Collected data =
•••

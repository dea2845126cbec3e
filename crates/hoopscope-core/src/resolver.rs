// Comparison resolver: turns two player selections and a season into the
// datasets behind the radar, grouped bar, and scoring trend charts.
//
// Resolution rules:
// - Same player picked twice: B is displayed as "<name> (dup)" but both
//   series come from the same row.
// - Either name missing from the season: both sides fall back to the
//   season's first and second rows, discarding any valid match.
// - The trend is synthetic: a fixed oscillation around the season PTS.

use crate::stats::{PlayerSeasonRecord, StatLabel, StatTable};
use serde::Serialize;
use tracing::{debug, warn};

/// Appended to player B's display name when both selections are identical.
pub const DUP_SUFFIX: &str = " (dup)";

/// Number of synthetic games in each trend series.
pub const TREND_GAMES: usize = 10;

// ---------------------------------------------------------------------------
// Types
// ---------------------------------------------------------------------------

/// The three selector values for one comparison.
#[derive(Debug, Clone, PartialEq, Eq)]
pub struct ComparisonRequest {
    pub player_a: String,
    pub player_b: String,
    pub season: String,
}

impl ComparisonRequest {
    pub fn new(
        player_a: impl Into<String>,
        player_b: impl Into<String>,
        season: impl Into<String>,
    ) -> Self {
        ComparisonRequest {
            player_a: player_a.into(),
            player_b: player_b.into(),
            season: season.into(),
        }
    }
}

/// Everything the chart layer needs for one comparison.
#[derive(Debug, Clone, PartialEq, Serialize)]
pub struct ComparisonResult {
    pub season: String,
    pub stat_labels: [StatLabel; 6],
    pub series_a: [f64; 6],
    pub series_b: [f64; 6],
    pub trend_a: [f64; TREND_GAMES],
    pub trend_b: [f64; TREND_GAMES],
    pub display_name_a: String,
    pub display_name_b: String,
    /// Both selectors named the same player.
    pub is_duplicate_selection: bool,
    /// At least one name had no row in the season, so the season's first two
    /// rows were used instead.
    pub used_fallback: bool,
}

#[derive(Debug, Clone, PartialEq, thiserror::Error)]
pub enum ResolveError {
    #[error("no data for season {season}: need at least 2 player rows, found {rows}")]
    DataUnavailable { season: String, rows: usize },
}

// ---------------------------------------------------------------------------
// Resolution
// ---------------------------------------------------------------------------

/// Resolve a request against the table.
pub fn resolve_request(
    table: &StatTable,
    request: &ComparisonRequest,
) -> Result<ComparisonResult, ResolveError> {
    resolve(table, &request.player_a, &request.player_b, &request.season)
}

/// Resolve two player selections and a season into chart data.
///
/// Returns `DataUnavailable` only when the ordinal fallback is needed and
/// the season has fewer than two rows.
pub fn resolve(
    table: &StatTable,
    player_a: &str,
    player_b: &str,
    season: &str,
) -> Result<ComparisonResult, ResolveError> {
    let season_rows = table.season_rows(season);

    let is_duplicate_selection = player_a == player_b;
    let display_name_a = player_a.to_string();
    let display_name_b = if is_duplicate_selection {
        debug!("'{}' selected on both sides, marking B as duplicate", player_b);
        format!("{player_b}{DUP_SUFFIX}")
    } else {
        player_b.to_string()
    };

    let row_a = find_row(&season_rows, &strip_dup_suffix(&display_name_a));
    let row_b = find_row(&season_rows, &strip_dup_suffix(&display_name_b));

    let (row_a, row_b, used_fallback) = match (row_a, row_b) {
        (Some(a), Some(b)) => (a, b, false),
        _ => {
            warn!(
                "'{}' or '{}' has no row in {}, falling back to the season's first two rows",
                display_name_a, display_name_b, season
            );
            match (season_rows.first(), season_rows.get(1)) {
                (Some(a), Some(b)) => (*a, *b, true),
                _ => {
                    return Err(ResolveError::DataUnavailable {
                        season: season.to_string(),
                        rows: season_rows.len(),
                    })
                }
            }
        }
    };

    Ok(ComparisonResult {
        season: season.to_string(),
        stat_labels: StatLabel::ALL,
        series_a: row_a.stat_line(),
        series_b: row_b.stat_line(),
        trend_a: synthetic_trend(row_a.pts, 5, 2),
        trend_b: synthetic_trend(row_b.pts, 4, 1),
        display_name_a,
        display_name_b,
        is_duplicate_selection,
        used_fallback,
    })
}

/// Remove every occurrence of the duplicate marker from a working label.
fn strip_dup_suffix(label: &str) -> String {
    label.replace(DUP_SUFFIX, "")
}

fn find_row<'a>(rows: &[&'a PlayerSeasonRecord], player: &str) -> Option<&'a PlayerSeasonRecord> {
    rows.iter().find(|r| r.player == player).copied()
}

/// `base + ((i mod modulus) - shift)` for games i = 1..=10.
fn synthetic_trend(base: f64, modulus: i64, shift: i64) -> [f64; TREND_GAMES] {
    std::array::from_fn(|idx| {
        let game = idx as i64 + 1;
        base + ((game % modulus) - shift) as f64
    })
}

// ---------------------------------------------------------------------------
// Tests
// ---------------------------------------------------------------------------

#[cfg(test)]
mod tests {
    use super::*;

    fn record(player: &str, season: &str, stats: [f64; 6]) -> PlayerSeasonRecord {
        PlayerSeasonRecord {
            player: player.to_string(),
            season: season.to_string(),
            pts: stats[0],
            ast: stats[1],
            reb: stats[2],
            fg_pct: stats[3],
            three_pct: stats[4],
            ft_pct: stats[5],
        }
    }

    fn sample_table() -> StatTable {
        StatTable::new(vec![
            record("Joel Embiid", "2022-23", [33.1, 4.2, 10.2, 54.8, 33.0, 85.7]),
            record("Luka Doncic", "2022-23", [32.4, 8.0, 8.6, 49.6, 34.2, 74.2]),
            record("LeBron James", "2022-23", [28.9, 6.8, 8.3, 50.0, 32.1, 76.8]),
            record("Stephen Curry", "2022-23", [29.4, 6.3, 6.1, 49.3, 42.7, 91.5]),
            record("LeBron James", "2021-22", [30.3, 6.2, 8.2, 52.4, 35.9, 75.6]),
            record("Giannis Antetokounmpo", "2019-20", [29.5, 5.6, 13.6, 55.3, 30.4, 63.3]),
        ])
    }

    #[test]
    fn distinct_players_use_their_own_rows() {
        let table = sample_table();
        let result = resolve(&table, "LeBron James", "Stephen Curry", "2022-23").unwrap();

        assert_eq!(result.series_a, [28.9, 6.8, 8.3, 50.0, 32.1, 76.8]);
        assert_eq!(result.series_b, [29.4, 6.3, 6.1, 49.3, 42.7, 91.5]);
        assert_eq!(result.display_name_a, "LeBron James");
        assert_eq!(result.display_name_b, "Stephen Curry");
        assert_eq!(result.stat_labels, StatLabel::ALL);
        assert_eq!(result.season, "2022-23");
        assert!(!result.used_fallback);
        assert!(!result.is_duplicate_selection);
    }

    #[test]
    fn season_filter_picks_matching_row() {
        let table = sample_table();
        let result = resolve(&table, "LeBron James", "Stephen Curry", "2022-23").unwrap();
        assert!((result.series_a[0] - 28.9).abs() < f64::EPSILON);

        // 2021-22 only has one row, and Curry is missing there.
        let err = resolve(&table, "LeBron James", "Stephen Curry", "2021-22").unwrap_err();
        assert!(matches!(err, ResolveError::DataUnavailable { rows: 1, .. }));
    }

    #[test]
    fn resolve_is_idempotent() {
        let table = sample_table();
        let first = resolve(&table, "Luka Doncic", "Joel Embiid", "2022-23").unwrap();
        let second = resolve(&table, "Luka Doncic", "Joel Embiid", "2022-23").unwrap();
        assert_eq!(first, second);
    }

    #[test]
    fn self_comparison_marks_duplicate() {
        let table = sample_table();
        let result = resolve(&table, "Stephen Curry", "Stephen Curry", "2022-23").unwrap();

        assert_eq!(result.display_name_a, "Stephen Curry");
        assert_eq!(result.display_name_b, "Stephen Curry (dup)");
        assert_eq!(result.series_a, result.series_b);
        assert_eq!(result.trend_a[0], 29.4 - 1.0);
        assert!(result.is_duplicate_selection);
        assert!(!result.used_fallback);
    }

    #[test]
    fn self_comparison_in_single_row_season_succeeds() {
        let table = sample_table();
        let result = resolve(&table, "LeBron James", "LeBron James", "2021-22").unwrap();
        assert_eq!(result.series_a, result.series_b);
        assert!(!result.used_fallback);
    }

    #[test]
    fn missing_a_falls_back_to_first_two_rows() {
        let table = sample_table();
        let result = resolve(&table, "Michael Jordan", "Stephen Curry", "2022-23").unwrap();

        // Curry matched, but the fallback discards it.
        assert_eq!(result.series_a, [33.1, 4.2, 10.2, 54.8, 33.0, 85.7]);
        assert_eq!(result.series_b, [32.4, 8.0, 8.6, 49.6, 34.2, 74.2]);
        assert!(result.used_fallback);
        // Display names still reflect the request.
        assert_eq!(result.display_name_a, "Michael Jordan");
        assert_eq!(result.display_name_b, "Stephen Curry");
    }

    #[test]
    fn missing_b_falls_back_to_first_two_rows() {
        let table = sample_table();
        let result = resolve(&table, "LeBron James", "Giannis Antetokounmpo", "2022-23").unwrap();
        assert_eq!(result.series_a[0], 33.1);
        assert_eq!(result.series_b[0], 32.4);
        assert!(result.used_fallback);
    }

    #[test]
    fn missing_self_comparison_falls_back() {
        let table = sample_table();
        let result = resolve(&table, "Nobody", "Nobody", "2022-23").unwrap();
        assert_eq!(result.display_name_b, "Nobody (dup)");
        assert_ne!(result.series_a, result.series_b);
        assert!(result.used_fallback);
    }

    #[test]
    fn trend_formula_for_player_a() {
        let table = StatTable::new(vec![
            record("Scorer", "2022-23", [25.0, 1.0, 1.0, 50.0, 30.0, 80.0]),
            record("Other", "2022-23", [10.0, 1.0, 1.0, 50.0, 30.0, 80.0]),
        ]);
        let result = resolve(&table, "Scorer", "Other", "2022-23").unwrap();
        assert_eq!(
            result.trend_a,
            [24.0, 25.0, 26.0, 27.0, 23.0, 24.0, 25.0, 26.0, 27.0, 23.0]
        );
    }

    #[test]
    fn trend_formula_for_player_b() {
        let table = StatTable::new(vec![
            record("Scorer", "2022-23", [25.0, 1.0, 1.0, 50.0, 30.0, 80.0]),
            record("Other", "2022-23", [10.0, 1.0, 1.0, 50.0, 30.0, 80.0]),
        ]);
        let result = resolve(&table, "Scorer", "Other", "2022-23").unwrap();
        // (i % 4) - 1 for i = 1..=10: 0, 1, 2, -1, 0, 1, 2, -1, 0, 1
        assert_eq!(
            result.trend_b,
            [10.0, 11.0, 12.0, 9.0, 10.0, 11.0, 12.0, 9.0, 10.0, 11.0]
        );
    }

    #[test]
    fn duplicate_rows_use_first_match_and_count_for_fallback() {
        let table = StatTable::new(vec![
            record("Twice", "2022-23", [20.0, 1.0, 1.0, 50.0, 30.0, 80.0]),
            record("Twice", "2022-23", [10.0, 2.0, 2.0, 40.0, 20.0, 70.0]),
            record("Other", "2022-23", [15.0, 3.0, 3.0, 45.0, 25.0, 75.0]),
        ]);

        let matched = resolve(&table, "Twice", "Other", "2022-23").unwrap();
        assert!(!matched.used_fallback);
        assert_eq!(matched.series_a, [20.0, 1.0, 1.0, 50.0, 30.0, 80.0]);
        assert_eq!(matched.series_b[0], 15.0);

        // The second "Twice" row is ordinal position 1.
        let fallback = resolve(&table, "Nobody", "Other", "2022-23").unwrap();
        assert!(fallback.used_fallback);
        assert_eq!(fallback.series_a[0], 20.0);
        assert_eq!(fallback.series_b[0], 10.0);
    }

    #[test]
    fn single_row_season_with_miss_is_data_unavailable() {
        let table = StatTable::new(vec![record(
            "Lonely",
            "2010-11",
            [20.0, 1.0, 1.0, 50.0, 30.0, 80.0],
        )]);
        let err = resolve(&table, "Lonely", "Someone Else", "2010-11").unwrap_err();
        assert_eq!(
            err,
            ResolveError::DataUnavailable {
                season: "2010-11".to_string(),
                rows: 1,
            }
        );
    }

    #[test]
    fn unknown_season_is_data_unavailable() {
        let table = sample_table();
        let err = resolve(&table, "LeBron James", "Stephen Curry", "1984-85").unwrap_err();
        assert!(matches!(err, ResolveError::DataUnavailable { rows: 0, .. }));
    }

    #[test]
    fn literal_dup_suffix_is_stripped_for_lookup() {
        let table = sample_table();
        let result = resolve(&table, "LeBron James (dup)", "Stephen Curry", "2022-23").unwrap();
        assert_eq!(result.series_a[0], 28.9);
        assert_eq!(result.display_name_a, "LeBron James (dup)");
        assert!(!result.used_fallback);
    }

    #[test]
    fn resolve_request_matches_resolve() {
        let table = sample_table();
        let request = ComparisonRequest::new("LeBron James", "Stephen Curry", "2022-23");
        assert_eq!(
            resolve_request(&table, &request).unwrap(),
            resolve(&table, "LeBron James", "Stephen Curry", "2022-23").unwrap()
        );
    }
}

•••

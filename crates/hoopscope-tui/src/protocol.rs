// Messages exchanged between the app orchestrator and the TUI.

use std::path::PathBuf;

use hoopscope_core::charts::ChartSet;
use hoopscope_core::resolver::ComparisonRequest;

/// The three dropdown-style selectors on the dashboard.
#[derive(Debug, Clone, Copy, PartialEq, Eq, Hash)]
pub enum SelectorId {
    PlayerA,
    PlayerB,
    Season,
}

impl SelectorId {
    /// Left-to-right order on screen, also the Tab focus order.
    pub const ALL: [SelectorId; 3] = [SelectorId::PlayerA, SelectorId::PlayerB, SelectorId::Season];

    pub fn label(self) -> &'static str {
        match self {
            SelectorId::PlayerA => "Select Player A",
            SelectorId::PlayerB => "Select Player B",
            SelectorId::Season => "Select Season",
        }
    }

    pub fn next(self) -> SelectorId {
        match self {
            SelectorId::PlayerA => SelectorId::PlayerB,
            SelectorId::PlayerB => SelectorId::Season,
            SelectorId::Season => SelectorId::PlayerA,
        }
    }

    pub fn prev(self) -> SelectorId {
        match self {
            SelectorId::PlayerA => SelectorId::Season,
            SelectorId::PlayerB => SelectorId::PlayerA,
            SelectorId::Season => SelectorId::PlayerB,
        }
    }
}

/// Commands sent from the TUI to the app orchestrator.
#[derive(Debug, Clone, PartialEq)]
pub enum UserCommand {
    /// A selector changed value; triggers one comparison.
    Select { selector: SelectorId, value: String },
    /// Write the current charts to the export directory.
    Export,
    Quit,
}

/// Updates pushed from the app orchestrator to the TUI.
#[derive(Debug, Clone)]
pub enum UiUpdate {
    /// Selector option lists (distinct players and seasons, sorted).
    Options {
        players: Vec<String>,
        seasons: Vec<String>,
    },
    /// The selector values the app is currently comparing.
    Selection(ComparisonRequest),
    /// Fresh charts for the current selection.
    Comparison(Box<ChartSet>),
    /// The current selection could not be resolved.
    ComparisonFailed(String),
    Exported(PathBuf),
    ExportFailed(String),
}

•••

What to work on = Make a copy of each line in the records above that has the word "seasons".

Written response =
    /// Selector option lists (distinct players and seasons, sorted).
        seasons: Vec<String>,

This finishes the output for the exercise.